The new NHS breast screening leaflet fails to impress

  • The best evidence that we have about the effectiveness and harms of breast screening comes from a large review done independent of the breast screening industry –  with a patient information booklet available  here – which states that
    • It may be reasonable to attend for breast cancer screening with mammography, but it may also be reasonable not to attend because screening has both benefits and harms
    • If 2000 women are screened regularly for 10 years, one will benefit from the screening, as she will avoid dying from breast cancer
    • At the same time, 10 healthy women will, as a consequence, become cancer patients and will be treated unnecessarily. These women will have either a part of their breast or the whole breast removed, and they will often receive radiotherapy and sometimes chemotherapy
    • Furthermore, about 200 healthy women will experience a false alarm. The psychological strain until one knows whether it was cancer, and even afterwards, can be severe

So. The new leaflet intended for women being given breast screening appointments had been hoped to address the disparity in information. The fact that there was to be an updated leaflet was was announced shortly after this letter had been published in the Times in 2009.

I don’t like the new leaflet. I have tried to see past the pink flowers on the front, which annoy me before I get to the text.

The benefits of breast cancer screening are listed as

-the earlier breast cancer is found the better your chance of surviving it

-if breast cancer is found early you are less likely to have a mastectomy or chemotherapy.

The downsides are listed – in order – as xray exposure, false negatives, false positives, the finding of non harmful ‘cancers’ and anxiety.

In some ways this is a slight improvement. Radiation wasn’t mentioned directly as a harm in the previous equivalent leaflet.

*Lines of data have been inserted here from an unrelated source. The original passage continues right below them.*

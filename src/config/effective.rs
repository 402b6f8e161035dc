//! Effective configuration
//!
//! The fully resolved `system syslog` tree plus the restart marker.

use serde::{Deserialize, Serialize};
use serde_json::Value;

use super::ConfigTree;

/// Resolved configuration handed to the lifecycle stages
#[derive(Debug, Clone, PartialEq, Serialize, Deserialize)]
pub struct EffectiveConfig {
    /// The merged configuration object
    #[serde(flatten)]
    pub config: ConfigTree,

    /// A watched binding changed; a reload is not enough
    #[serde(default, skip_serializing_if = "is_false")]
    pub restart_required: bool,
}

fn is_false(value: &bool) -> bool {
    !*value
}

impl EffectiveConfig {
    pub fn new(config: ConfigTree) -> Self {
        Self {
            config,
            restart_required: false,
        }
    }

    /// Serialize to JSON
    pub fn to_json(&self) -> Result<String, serde_json::Error> {
        serde_json::to_string_pretty(self)
    }

    /// Get a config value by path (dot-separated)
    pub fn get(&self, path: &str) -> Option<&Value> {
        let mut parts = path.split('.');
        let mut current = self.config.get(parts.next()?)?;
        for part in parts {
            current = current.get(part)?;
        }
        Some(current)
    }

    /// Get a config value as u64
    pub fn get_u64(&self, path: &str) -> Option<u64> {
        self.get(path).and_then(|v| v.as_u64())
    }

    /// Get a config value as string
    pub fn get_str(&self, path: &str) -> Option<&str> {
        self.get(path).and_then(|v| v.as_str())
    }

    /// Whether a (possibly valueless) node is present
    pub fn has(&self, path: &str) -> bool {
        self.get(path).is_some()
    }

    /// Named instances of a tag collection, empty if undeclared
    pub fn instances(&self, path: &str) -> Vec<(&str, &Value)> {
        match self.get(path) {
            Some(Value::Object(map)) => map.iter().map(|(k, v)| (k.as_str(), v)).collect(),
            _ => Vec::new(),
        }
    }

    /// VRF names the daemon is bound to
    pub fn vrfs(&self) -> Vec<&str> {
        match self.get("vrf") {
            Some(Value::String(name)) => vec![name.as_str()],
            Some(Value::Array(names)) => names.iter().filter_map(Value::as_str).collect(),
            _ => Vec::new(),
        }
    }
}

#[cfg(test)]
mod tests {
    use super::*;
    use serde_json::json;

    fn sample() -> EffectiveConfig {
        let Value::Object(map) = json!({
            "vrf": "mgmt",
            "host": {"example": {"port": 514}},
            "global": {"preserve_fqdn": {}}
        }) else {
            unreachable!()
        };
        EffectiveConfig::new(map)
    }

    #[test]
    fn test_get_by_path() {
        let config = sample();
        assert_eq!(config.get_u64("host.example.port"), Some(514));
        assert_eq!(config.get_str("vrf"), Some("mgmt"));
        assert!(config.has("global.preserve_fqdn"));
        assert!(!config.has("global.marker"));
        assert!(config.get("").is_none());
    }

    #[test]
    fn test_instances() {
        let config = sample();
        let hosts = config.instances("host");
        assert_eq!(hosts.len(), 1);
        assert_eq!(hosts[0].0, "example");
        assert!(config.instances("file").is_empty());
    }

    #[test]
    fn test_vrfs() {
        assert_eq!(sample().vrfs(), vec!["mgmt"]);

        let Value::Object(map) = json!({"vrf": ["red", "blue"]}) else {
            unreachable!()
        };
        assert_eq!(EffectiveConfig::new(map).vrfs(), vec!["red", "blue"]);
        assert!(EffectiveConfig::new(ConfigTree::new()).vrfs().is_empty());
    }

    #[test]
    fn test_restart_marker_serialization() {
        let mut config = sample();
        let json: Value = serde_json::from_str(&config.to_json().unwrap()).unwrap();
        assert!(json.get("restart_required").is_none());
        assert_eq!(json["vrf"], "mgmt");

        config.restart_required = true;
        let json: Value = serde_json::from_str(&config.to_json().unwrap()).unwrap();
        assert_eq!(json["restart_required"], true);

        let back: EffectiveConfig = serde_json::from_value(json).unwrap();
        assert_eq!(back, config);
    }
}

And it does mention DCIS (ductal carcinoma in situ) as a cause of a quarter of screening cancer diagnoses (although I think their wording could be clearer.) Critically, though, they say that they use ‘treatment’ for all DCIS but they don’t make clear that a minority of DCIS go on to invasive cancer, often over decades, and  what that treatment is – it is often mastectomy.

But the biggest problem is the numbers they give right at the end. They say that ‘for every 400 women screened regularly for 10 years, one less will die from breast cancer.’

This figure is troubling. It is not based on the best available data, and the source for these figures has never been made clear to me, but here’s the trail.

The original reference is here, in the Journal of Medical Screening from 2006 in a paper written by the Advisory Committee on Breast Cancer Screening:

“The International Agency for Research on Cancer (IARC) concluded that the 25% reduction in mortality seen in the trials of mammographic screening, based on an ‘intention to treat’ analysis, implies a reduction in breast cancer mortality of about 35% for women who are screened regularly. The effectiveness of screening in the NHSBSP is influenced by programme factors, such as the introduction of two views and the optimization of optical density, and also by population factors, such as the increasing use of hormone replacement therapy during the 1990s. The current NHSBSP saves an estimated 1400 lives each year in England.”

And that’s it. Note the word ‘estimated’.

As for the IARC, here’s the info from the WHO website, from 2002.

“The available evidence on breast cancer screening was evaluated in Lyon by a Working Group convened by the International Agency for Research on Cancer (IARC) of the World Health Organisation (WHO), from 5-12 March 2002. The group, consisting of 24 experts from 11 countries, concluded that trials have provided sufficient evidence for the efficacy of mammography screening of women between 50 and 69 years. The reduction in mortality from breast cancer among women who chose to participate in screening programmes was estimated to be about 35%.”
Yes, it’s ESTIMATED again.

Compare that to the work of the Nordic Cochrane Centre who actually got the studies and looked for the evidence: see here.

And at the end, there’s more of those pink flowers. I may yet weep.